Firestone Walker Parabola

Parabola.JPG
Zach Fowle

​The beer: Parabola
The brewer: Firestone Walker Brewing Company
Style: Barrel-Aged Russian Imperial Stout
ABV: 13 percent 

Until last year, Parabola -- Firestone Walker's now-beloved imperial stout -- existed only on draft in Paso Robles and as a component of the brewery's occasional anniversary blends. 2011 marks the second wide release of the brew, and this year's batch of bottles hit Arizona shelves last week.

We should count ourselves lucky to see this beer at all, considering the amount of work that goes into it. The recipe for Parabola calls for a massive amount of malt -- two tons of it, twice as much as any other Firestone Walker beer -- which the brewers must constantly stir by hand to avoid scorching. It takes twice as long to brew as any other beer Firestone makes, not counting the 12 months it spends in oaken bourbon barrels before release.

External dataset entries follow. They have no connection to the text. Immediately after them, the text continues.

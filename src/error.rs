//! Error taxonomy (§7). One enum per boundary, `thiserror`-derived, the
//! same shape as the teacher's `AiError` (`ai/mod.rs`): a flat list of
//! variants with `#[from]` conversions where a dependency error maps 1:1.

use thiserror::Error;

/// Errors raised while loading or validating configuration. Fatal at
/// startup — never retried.
#[derive(Debug, Error)]
pub enum ConfigError {
    #[error("missing required config field: {0}")]
    MissingField(String),

    #[error("failed to read config file {path}: {source}")]
    Io {
        path: String,
        #[source]
        source: std::io::Error,
    },

    #[error("failed to parse config: {0}")]
    Parse(#[from] serde_json::Error),

    #[error("invalid config value for {field}: {reason}")]
    InvalidValue { field: String, reason: String },
}

/// Errors surfaced by the Tracker Adapter boundary.
#[derive(Debug, Error, Clone)]
pub enum TrackerError {
    #[error("tracker unavailable: {0}")]
    Unavailable(String),

    #[error("root not found: {0}")]
    NotFound(String),

    #[error("tracker request timed out")]
    Timeout,
}

/// Errors surfaced by the Generator Adapter boundary.
#[derive(Debug, Error, Clone)]
pub enum GeneratorError {
    #[error("generator request failed: {0}")]
    RequestFailed(String),

    #[error("generator exhausted retries after {attempts} attempts: {last_error}")]
    RetriesExhausted { attempts: u32, last_error: String },

    #[error("generator response could not be parsed: {0}")]
    ParseError(String),
}

/// Errors raised by a single Sync Worker run. Worker-local errors never
/// propagate above the Scheduler (§7): the scheduler turns these into
/// `RootMonitorState.last_sync_result` updates.
#[derive(Debug, Error, Clone)]
pub enum SyncError {
    #[error("root missing from tracker: {0}")]
    RootMissing(String),

    #[error(transparent)]
    Tracker(#[from] TrackerError),

    #[error(transparent)]
    Generator(#[from] GeneratorError),

    #[error("persistence error: {0}")]
    Persistence(String),

    #[error("validation error: {0}")]
    Validation(String),
}

pub type ConfigResult<T> = Result<T, ConfigError>;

But time and work, as they say, pays off. The liquid is a deep, impenetrable, inescapable black that pours thick and viscous with a small, sudsy head the color of cinnamon. Some thin spots of lace pepper the glass as the liquid recedes while you drink. Take a whiff and you'll pick up tons of toasted coconut, some vanilla, charred oak, and maybe even a little tobacco. Your next sniff might reveal espresso, high-cacao-percentage dark chocolate, or the subtle zing of spicy Hallertau hops.

A night spent pondering Parabola is a lesson in the merits of restraint. A problem rampant among barrel-aged stouts is that they often let one flavor (whiskey, usually) take the reins and overwhelm the beer. Here, individual flavors are there if you're willing to look for them, but there's also a nice synthesis -- like a rainbow, with each flavor fading softly into the other.

And what flavors are discernible are mighty fine: first is the darker, bitter stuff like cocoa nibs and espresso powder. Sweeter notes soon emerge, reminding of vanilla beans, toasted coconut, dark plums and cherry syrup. A gentle amount of bitterness (delivered by citrusy/woody Zeus hops) keeps this sweeter stout from becoming cloying.

The mouthfeel is -- in a word -- blissful, with a velvety smoothness not unlike a milkshake. I want to make a bed and sleep in it. Bubbles massage the tongue lightly and the beer fizzes up only very slightly as it moves. The brewers must also be commended for their skill in covering up the alcohol burn. This is 13 percent alcohol -- nearly liqueur-strength -- and I don't pick up a hint of it. The drinkability of this boozy stout is downright dangerous.

Parabola is a beer that has a lot of hype behind it, but it's well-deserved hype. Those who seek it out do so rightly, and those who hoard it also do so rightly -- I can only see this one getting better with age.

Food Pairing Suggestions:
If there ever was a beer to enjoy with dessert, this is it. Dark chocolate truffles are an easy match, or you could break out the big guns and sip your snifter alongside some black forest cake. The flavors of chocolate and cherries in both cake and beer will harmonize, creating beautiful music in your mouth.